Wathen told the Bangor Daily News last month that he would conduct his next audit of Riverview in early October. As courtmaster for the Consent Decree, Wathen has the authority to recommend fixes that DHHS must either adopt or go to court over.
Members of the Government Oversight Committee, some of whom have said they have continued to receive reports from past and present employees about the mistreatment of patients, said they were concerned that launching a full OPEGA audit would be redundant given the other ongoing investigations and could needlessly consume too much of Riverview officials’ time.
“I think we should be very careful that we don’t get into duplication [of efforts] and actually be a hindrance to the ongoing process,” said Rep. David Cotta, R-China, a member of the Government Oversight Committee. “I think there are a lot of people involved right now.”
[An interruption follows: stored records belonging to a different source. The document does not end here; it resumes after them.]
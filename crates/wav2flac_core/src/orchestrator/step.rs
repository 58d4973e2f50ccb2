//! The contract every conversion stage implements.

use super::errors::StepResult;
use super::types::{Context, JobState, StepOutcome};

/// One stage of a conversion job.
///
/// For each job the [`Pipeline`](super::Pipeline) calls, in order:
///
/// 1. `validate_input` - refuse to start when inputs or the output
///    directory are missing
/// 2. `execute` - do the work, write the stage log, record results
/// 3. `validate_output` - only after `Success`; check what was recorded
///
/// An error from any of them fails the job and no later stage runs.
///
/// ```ignore
/// impl PipelineStep for ImageStep {
///     fn name(&self) -> &str { "Image" }
///
///     fn validate_input(&self, ctx: &Context) -> StepResult<()> {
///         require_output_dir(ctx)
///     }
///
///     fn execute(&self, ctx: &Context, state: &mut JobState) -> StepResult<StepOutcome> {
///         // copy cover.jpg to folder.jpg, write image.log
///         state.image = Some(ImageOutput { source, destination });
///         Ok(StepOutcome::Success)
///     }
///
///     fn validate_output(&self, _ctx: &Context, state: &JobState) -> StepResult<()> {
///         state.image.as_ref().map(|_| ()).ok_or_else(|| StepError::invalid_output("no image"))
///     }
/// }
/// ```
pub trait PipelineStep: Send + Sync {
    /// Short stage name used in errors and job results.
    fn name(&self) -> &str;

    /// Check preconditions. Must not write anything.
    fn validate_input(&self, ctx: &Context) -> StepResult<()>;

    /// Run the stage.
    ///
    /// `StepOutcome::Skipped` means the stage had nothing to do, which does
    /// not fail the job.
    fn execute(&self, ctx: &Context, state: &mut JobState) -> StepResult<StepOutcome>;

    /// Check the results recorded in `state`.
    fn validate_output(&self, ctx: &Context, state: &JobState) -> StepResult<()>;

    /// Banner logged when the stage starts.
    fn description(&self) -> &str {
        self.name()
    }
}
Sen. Roger Katz, R-Augusta, said that though the situation at Riverview is seen to be improving in recent months, he’s received complaints from employees numbering in the “double digits” about ongoing or new problems at Riverview.
“I think we’ve got a role in trying to sort that out,” Katz said.
Sen. Christopher Johnson, D-Somerville, said there are enough concerns to be evaluated to make fixing Riverview a priority for state government.
“This needs to be gotten to the bottom of,” Johnson said.
OPEGA Director Beth Ashcroft recommended that her office monitor the other investigations and look for areas that need more attention as they progress.
“The more appropriate stance would be for us to continue to take in information from those other efforts and try to determine what our normal review process would be,” she said.
DHHS Commissioner Mary Mayhew told the Bangor Daily News last month that the list of outstanding problems at Riverview, at least from the point of view of CMS, has dwindled to relatively minor issues that by themselves probably wouldn’t be cause for decertification. She said at the time that she was hopeful that CMS auditors would revisit the hospital by the end of September, though the state has no control over when those surprise audits happen.
DHHS spokesman John Martins said Wednesday that the auditors have not yet returned to Riverview.